I do not believe there are, or could be, any books that do what you ask.

Mathematics is an extremely broad and deep subject. Most likely, the words you describe are not simply esoteric labels for things you already "have a solid understanding of," but rather words for increasingly difficult abstractions. Learning these abstractions well enough to get a "feel" for them, as you put it, is certainly possible, but takes a concerted effort over months or years. In particular, if you are primarily interested in the sort of applications you mention in your question, it is unlikely to be worth your while.

On the other hand, sometimes these words do come up in describing things that could be explained in terms you would understand. Perhaps you could think of them a bit like highways: to someone who knows how to drive, highways are a great shortcut. To someone on a bicycle, they are deservedly intimidating. In the mathematical world, however, it's more like there are several dozen different kinds of highways; each kind of highway requires a different kind of car; and each kind of car takes months or years to learn how to drive. Sometimes mathematicians in different subject areas will be unable to understand each other's descriptions of the same phenomenon, because they are taking different "highways."

If you do want to attempt "learn to drive," I would not recommend starting with Wikipedia: it may be a useful resource, but it's more like a car manual than an instructor. You may want to start with the first couple of chapters of either of the two books Algebra (Michael Artin) or Abstract Algebra (Dummit and Foote). These should be enough to give you a "feel" for the sort of abstract thinking that is required.

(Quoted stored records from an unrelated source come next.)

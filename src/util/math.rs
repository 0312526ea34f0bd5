//! Math type re-exports and scene-specific math utilities.
//!
//! This module re-exports types from `glam` and provides the bounding box
//! and rigid/affine transform types shared by the raw and compiled scenes.

// Re-export glam types
pub use glam::{Mat4, Vec2, Vec3, Vec4};

use bytemuck::{Pod, Zeroable};
use std::fmt;

/// 3D bounding box with single precision.
#[derive(Clone, Copy, PartialEq, Pod, Zeroable)]
#[repr(C)]
pub struct BBox3f {
    pub min: Vec3,
    pub max: Vec3,
}

impl BBox3f {
    /// Empty bounding box (inverted, will expand on first point).
    pub const EMPTY: Self = Self {
        min: Vec3::splat(f32::INFINITY),
        max: Vec3::splat(f32::NEG_INFINITY),
    };

    /// Create a new bounding box from min and max points.
    #[inline]
    pub const fn new(min: Vec3, max: Vec3) -> Self {
        Self { min, max }
    }

    /// Create a bounding box from a single point.
    #[inline]
    pub fn from_point(p: Vec3) -> Self {
        Self { min: p, max: p }
    }

    /// Smallest box containing all points.
    pub fn from_points(points: impl IntoIterator<Item = Vec3>) -> Self {
        let mut b = Self::EMPTY;
        for p in points {
            b.expand_by_point(p);
        }
        b
    }

    /// Check if this box is empty (has no volume).
    #[inline]
    pub fn is_empty(&self) -> bool {
        self.min.x > self.max.x || self.min.y > self.max.y || self.min.z > self.max.z
    }

    /// Expand this box to include a point.
    #[inline]
    pub fn expand_by_point(&mut self, p: Vec3) {
        self.min = self.min.min(p);
        self.max = self.max.max(p);
    }

    /// Expand this box to include another box.
    #[inline]
    pub fn expand_by_box(&mut self, other: &Self) {
        if !other.is_empty() {
            self.min = self.min.min(other.min);
            self.max = self.max.max(other.max);
        }
    }

    /// Union of two boxes.
    #[inline]
    pub fn union(&self, other: &Self) -> Self {
        let mut b = *self;
        b.expand_by_box(other);
        b
    }

    /// Get the center of the box.
    #[inline]
    pub fn center(&self) -> Vec3 {
        (self.min + self.max) * 0.5
    }

    /// Get the size (extents) of the box.
    #[inline]
    pub fn size(&self) -> Vec3 {
        self.max - self.min
    }

    /// Surface area (SAH cost). Empty boxes have zero area.
    #[inline]
    pub fn surface_area(&self) -> f32 {
        if self.is_empty() {
            return 0.0;
        }
        let d = self.size();
        2.0 * (d.x * d.y + d.y * d.z + d.z * d.x)
    }

    /// True if `other` lies entirely inside this box.
    #[inline]
    pub fn contains_box(&self, other: &Self) -> bool {
        other.is_empty()
            || (self.min.cmple(other.min).all() && self.max.cmpge(other.max).all())
    }

    /// Box around the eight transformed corners.
    pub fn transformed(&self, m: &Mat4) -> Self {
        if self.is_empty() {
            return *self;
        }
        let mut b = Self::EMPTY;
        for i in 0..8 {
            let corner = Vec3::new(
                if i & 1 == 0 { self.min.x } else { self.max.x },
                if i & 2 == 0 { self.min.y } else { self.max.y },
                if i & 4 == 0 { self.min.z } else { self.max.z },
            );
            b.expand_by_point(m.transform_point3(corner));
        }
        b
    }
}

impl Default for BBox3f {
    fn default() -> Self {
        Self::EMPTY
    }
}

impl fmt::Debug for BBox3f {
    fn fmt(&self, f: &mut fmt::Formatter<'_>) -> fmt::Result {
        write!(f, "BBox3f({:?} - {:?})", self.min, self.max)
    }
}

/// Affine transform with its precomputed inverse.
#[derive(Clone, Copy, Debug, PartialEq)]
pub struct Transform {
    pub matrix: Mat4,
    pub inverse: Mat4,
}

impl Transform {
    pub const IDENTITY: Self = Self {
        matrix: Mat4::IDENTITY,
        inverse: Mat4::IDENTITY,
    };

    /// Build from a forward matrix, computing the inverse.
    pub fn new(matrix: Mat4) -> Self {
        Self {
            matrix,
            inverse: matrix.inverse(),
        }
    }

    #[inline]
    pub fn transform_point(&self, p: Vec3) -> Vec3 {
        self.matrix.transform_point3(p)
    }
}

impl Default for Transform {
    fn default() -> Self {
        Self::IDENTITY
    }
}

impl std::ops::Mul for Transform {
    type Output = Transform;

    fn mul(self, rhs: Transform) -> Transform {
        Transform {
            matrix: self.matrix * rhs.matrix,
            inverse: rhs.inverse * self.inverse,
        }
    }
}

/// Area of a triangle (half the cross product magnitude).
#[inline]
pub fn triangle_area(a: Vec3, b: Vec3, c: Vec3) -> f32 {
    0.5 * (b - a).cross(c - a).length()
}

For the record, here is a rough list of where the specific words you mention might be defined:

Isomorphism: this is ubiquitous in mathematics, but is (arguably) most naturally introduced in abstract algebra. See one of the two books I mention above.

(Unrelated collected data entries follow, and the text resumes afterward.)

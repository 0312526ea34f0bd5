//! Semantic checks on a parsed expression, run before lowering.

use super::ast::{BxdfParam, BxdfType, Expr, ParamType, ParamValue};
use crate::util::ValidationError;

/// Parameters each BXDF accepts.
pub fn allowed_params(bxdf: BxdfType) -> &'static [ParamType] {
    use ParamType::*;
    match bxdf {
        BxdfType::Diffuse => &[Reflectance],
        BxdfType::Conductor => &[Specularity, IntIor, ExtIor],
        BxdfType::RoughConductor => &[Specularity, IntIor, ExtIor, Roughness],
        BxdfType::Dielectric => &[Specularity, Transmittance, IntIor, ExtIor],
        BxdfType::RoughDielectric => &[Specularity, Transmittance, IntIor, ExtIor, Roughness],
        BxdfType::Emissive => &[Radiance, Scale],
    }
}

/// Validate `expr` and all of its sub-expressions.
///
/// Referenced materials are validated when they are compiled, not here.
pub fn validate(expr: &Expr) -> Result<(), ValidationError> {
    match expr {
        Expr::Bxdf { bxdf, params } => validate_bxdf(*bxdf, params),
        Expr::MaterialRef(name) => non_empty("material reference", name),
        Expr::Mix { left, right, weight } => {
            in_unit_range("mix weight", *weight)?;
            validate(left)?;
            validate(right)
        }
        Expr::MixMap { left, right, texture } => {
            non_empty("texture", texture)?;
            validate(left)?;
            validate(right)
        }
        Expr::BumpMap { child, texture } | Expr::NormalMap { child, texture } => {
            non_empty("texture", texture)?;
            validate(child)
        }
        Expr::Disperse {
            child,
            int_ior,
            ext_ior,
        } => {
            let int_zero = disperse_ior_is_zero(ParamType::IntIor, int_ior)?;
            let ext_zero = disperse_ior_is_zero(ParamType::ExtIor, ext_ior)?;
            if int_zero && ext_zero {
                return Err(ValidationError::DegenerateDisperse);
            }
            validate(child)
        }
    }
}

fn validate_bxdf(bxdf: BxdfType, params: &[BxdfParam]) -> Result<(), ValidationError> {
    let allowed = allowed_params(bxdf);
    let mut seen: Vec<ParamType> = Vec::with_capacity(params.len());

    for p in params {
        if !allowed.contains(&p.param) {
            return Err(ValidationError::DisallowedParameter {
                bxdf: bxdf.name(),
                param: p.param.name(),
            });
        }
        if seen.contains(&p.param) {
            return Err(ValidationError::DuplicateParameter { param: p.param.name() });
        }
        seen.push(p.param);
        validate_param(p)?;
    }
    Ok(())
}

fn validate_param(p: &BxdfParam) -> Result<(), ValidationError> {
    let name = p.param.name();
    let invalid = |expected| ValidationError::InvalidParamValue { param: name, expected };

    match (p.param, &p.value) {
        (ParamType::Reflectance | ParamType::Specularity | ParamType::Transmittance, value) => match value {
            ParamValue::Scalar(v) => energy_conserving(name, *v),
            ParamValue::Vector(v) => v.to_array().into_iter().try_for_each(|c| energy_conserving(name, c)),
            ParamValue::Texture(t) => non_empty("texture", t),
            ParamValue::KnownIor(_) => Err(invalid("a number, vector or texture")),
        },
        (ParamType::Radiance, value) => match value {
            ParamValue::Scalar(_) | ParamValue::Vector(_) => Ok(()),
            ParamValue::Texture(t) => non_empty("texture", t),
            ParamValue::KnownIor(_) => Err(invalid("a number, vector or texture")),
        },
        (ParamType::IntIor | ParamType::ExtIor, value) => match value {
            ParamValue::Scalar(_) => Ok(()),
            ParamValue::KnownIor(n) => non_empty("known IOR", n),
            _ => Err(invalid("a number or known IOR name")),
        },
        (ParamType::Scale, value) => match value {
            ParamValue::Scalar(_) => Ok(()),
            _ => Err(invalid("a number")),
        },
        (ParamType::Roughness, value) => match value {
            ParamValue::Scalar(v) => in_unit_range("roughness", *v),
            ParamValue::Texture(t) => non_empty("texture", t),
            _ => Err(invalid("a number or texture")),
        },
    }
}

fn disperse_ior_is_zero(param: ParamType, value: &ParamValue) -> Result<bool, ValidationError> {
    match value {
        ParamValue::Scalar(v) => Ok(*v == 0.0),
        ParamValue::Vector(v) => Ok(v.cmpeq(crate::util::Vec3::ZERO).all()),
        ParamValue::KnownIor(n) => non_empty("known IOR", n).map(|_| false),
        ParamValue::Texture(_) => Err(ValidationError::InvalidParamValue {
            param: param.name(),
            expected: "a number, vector or known IOR name",
        }),
    }
}

fn energy_conserving(param: &'static str, value: f32) -> Result<(), ValidationError> {
    if value < 1.0 {
        Ok(())
    } else {
        Err(ValidationError::EnergyConservation { param, value })
    }
}

fn in_unit_range(what: &'static str, value: f32) -> Result<(), ValidationError> {
    if (0.0..=1.0).contains(&value) {
        Ok(())
    } else {
        Err(ValidationError::OutOfRange {
            what,
            value,
            min: 0.0,
            max: 1.0,
        })
    }
}

fn non_empty(what: &'static str, name: &str) -> Result<(), ValidationError> {
    if name.trim().is_empty() {
        Err(ValidationError::EmptyName { what })
    } else {
        Ok(())
    }
}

Automorphism, Automorphism of groups: Again, these are algebraic notions, as is the notion of "group"--which, incidentally, means something quite different from a "set."

Probability theory: I don't really know. This one is outside my expertise.

Measures: I recommend Royden, Real Analysis. Another often-used (more difficult) option is Rudin, Real and Complex Analysis. Alternatively, a textbook on theoretical probability (of which I don't know any offhand) should discuss and define measures in a different context.

Non-commutative rings: This is again an algebraic notion. Of the two sources I mentioned, Dummit and Foote says much more about non-commutative rings than Artin, but in both cases, the topic does not show up in the first few chapters.

One final source: There's a short book by Curtis called Abstract Linear Algebra that introduces most of the algebraic words you bring up. I would not recommend attempting to study this book without a knowledgable mentor, but it does have the advantage of brevity.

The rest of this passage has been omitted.